Figure 4.14: Block diagram of error handling circuitry.
This design choice allows us to perform co-scheduling of CPU and I/O activities to achieve higher system predictability.
Note that no MMU is available on this platform. Hence, there is no support for virtual memory. Instead, we use compiler techniques to generate position independent code that can be loaded in either partition of an application scratchpad, as we discuss in Section4.2.2. In order to test and verify the safety features of the SoC, the chip also implements fake error injection mechanisms that are helpful to verify the reaction to various faults.
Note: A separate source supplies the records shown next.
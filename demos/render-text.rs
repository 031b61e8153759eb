// yaff-kit/demos/render-text.rs
//
// Copyright © 2018 The Pathfinder Project Developers.
//
// Licensed under the Apache License, Version 2.0 <LICENSE-APACHE or
// http://www.apache.org/licenses/LICENSE-2.0> or the MIT license
// <LICENSE-MIT or http://opensource.org/licenses/MIT>, at your
// option. This file may not be copied, modified, or distributed
// except according to those terms.

//! Renders a line of text with a bitmap font and prints it to the terminal.

extern crate clap;
extern crate colored;
extern crate env_logger;
extern crate pathfinder_geometry;
extern crate yaff_kit;

use clap::{Arg, ArgAction, ArgMatches, Command};
use colored::Colorize;
use pathfinder_geometry::vector::Vector2I;
use std::process;
use yaff_kit::canvas::{Canvas, ColorU, Format};
use yaff_kit::font::Font;
use yaff_kit::parse_tree::PreParsed;

static DEFAULT_FONT_PATH: &str = "resources/tests/fixed-4x6.json";

fn get_args() -> ArgMatches {
    let font_arg = Arg::new("FONT")
        .help("Path to a parsed font source, as JSON")
        .default_value(DEFAULT_FONT_PATH)
        .index(1);
    let text_arg = Arg::new("TEXT")
        .help("Text to render")
        .default_value("ABC")
        .index(2);
    let spacing_arg = Arg::new("spacing")
        .help("Extra pixels between glyphs")
        .short('s')
        .long("spacing")
        .value_parser(clap::value_parser!(i32))
        .default_value("0");
    let codes_arg = Arg::new("codes")
        .help("Treat TEXT as comma-separated character codes")
        .short('c')
        .long("codes")
        .action(ArgAction::SetTrue);
    let alpha_arg = Arg::new("alpha")
        .help("Render into an alpha-only canvas")
        .short('a')
        .long("alpha")
        .action(ArgAction::SetTrue);
    Command::new("render-text")
        .version("0.1")
        .author("The Pathfinder Project Developers")
        .about("Simple example tool to render text with `yaff-kit`")
        .arg(font_arg)
        .arg(text_arg)
        .arg(spacing_arg)
        .arg(codes_arg)
        .arg(alpha_arg)
        .get_matches()
}

fn main() {
    env_logger::init();
    let matches = get_args();

    let path = matches.get_one::<String>("FONT").unwrap();
    let text = matches.get_one::<String>("TEXT").unwrap();
    let spacing = *matches.get_one::<i32>("spacing").unwrap();
    let format = if matches.get_flag("alpha") {
        Format::A8
    } else {
        Format::Rgba32
    };

    let font = match Font::from_path(path, &PreParsed) {
        Ok(font) => font.with_character_spacing(spacing),
        Err(error) => {
            eprintln!("{}: {}", path, error);
            process::exit(1);
        }
    };

    let mut canvas = Canvas::new(Vector2I::zero(), format);
    let bounds = if matches.get_flag("codes") {
        let codes: Vec<u32> = text
            .split(',')
            .filter_map(|code| yaff_kit::label::parse_code_point(code.trim()))
            .collect();
        font.fill_text(&codes[..], ColorU::white(), &mut canvas)
    } else {
        font.fill_text(text, ColorU::white(), &mut canvas)
    };

    println!(
        "{} ({}x{}, baseline {}):",
        font.full_name().bold(),
        bounds.width,
        bounds.height,
        bounds.baseline
    );
    for y in 0..bounds.height {
        let mut line = String::new();
        for x in 0..bounds.width {
            let alpha = canvas.pixel(Vector2I::new(x, y)).map_or(0, |pixel| pixel.a);
            let shade = shade(alpha);
            line.push(shade);
            line.push(shade);
        }
        if y + 1 == bounds.baseline {
            println!("{}", line.underline());
        } else {
            println!("{}", line);
        }
    }
}

fn shade(value: u8) -> char {
    match value {
        0 => ' ',
        1..=84 => '░',
        85..=169 => '▒',
        170..=254 => '▓',
        _ => '█',
    }
}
We use these fault injection mechanisms to evaluate our system.
In the considered MPC5777M platform, there is a memory error management unit (MEMU) that is responsible for collecting and detecting the faults in different memory subsystems such as SRAM, SPM and Flash. In particular, the platform implements Hsaio codes that provide single bit error correction and double bit error detection (SEC-DED). Hsiao Code [73] for correction and detection is popular in modern embedded platforms. The MEMU implements separate tables for reporting correctable and uncorrectable errors. There are separate tables for each kind of memories. These tables contain the address of the fault that caused error, moreover, there is a register inside the MEMU that tells if the fault that occurred is a correctable or uncorrectable fault. On MPC5777M, there is no way for the MEMU to send an interrupt to the CPU in case of a fault. There is a separate FCCU module present on the chip that collects all the errors that are forwarded to it from the MEMU. The FCCU module can be preprogrammed to take certain actions based on a particular error. Moreover, it is also responsible of generating interrupt to the processor to notify it in case any kind of errors that are being reported to it from the
MEMU. Figure4.14 shows how different modules are connected to each other. In order to detect the faults in the SPM, we registered a FCCU interrupt with application cores. This interrupt gets generated and sent to all cores when an error is reported by the MEMU to the FCCU in one of the memory subsystem.
As discussed in Section 3.4, the proposed recovery mechanism are effective as long as no more than one bit error occurs in any of the memory subsystems (SRAM, SPM, Flash) every two periods of any task. It is estimated that the FIT of SRAM memories is about 0.001, i.e. on average one bit upset is observed every 1011 hours of operation [151]. Flash memory, on the other hand, shows low SER susceptibility [146]. Since the period of a real-time task is typically tens or hundreds of milliseconds long, we deem this assumption to be satisfied in the vast majority of embedded systems.
Error correction techniques to recover from faults that affect OS memory require special attention and are not within the scope of this work. A promising approach in this context is system check-pointing, i.e. periodically saving the system state of OS and copying it into a more reliable piece of memory. Further research is required to seamlessly integrate check-points into our SPM management scheme.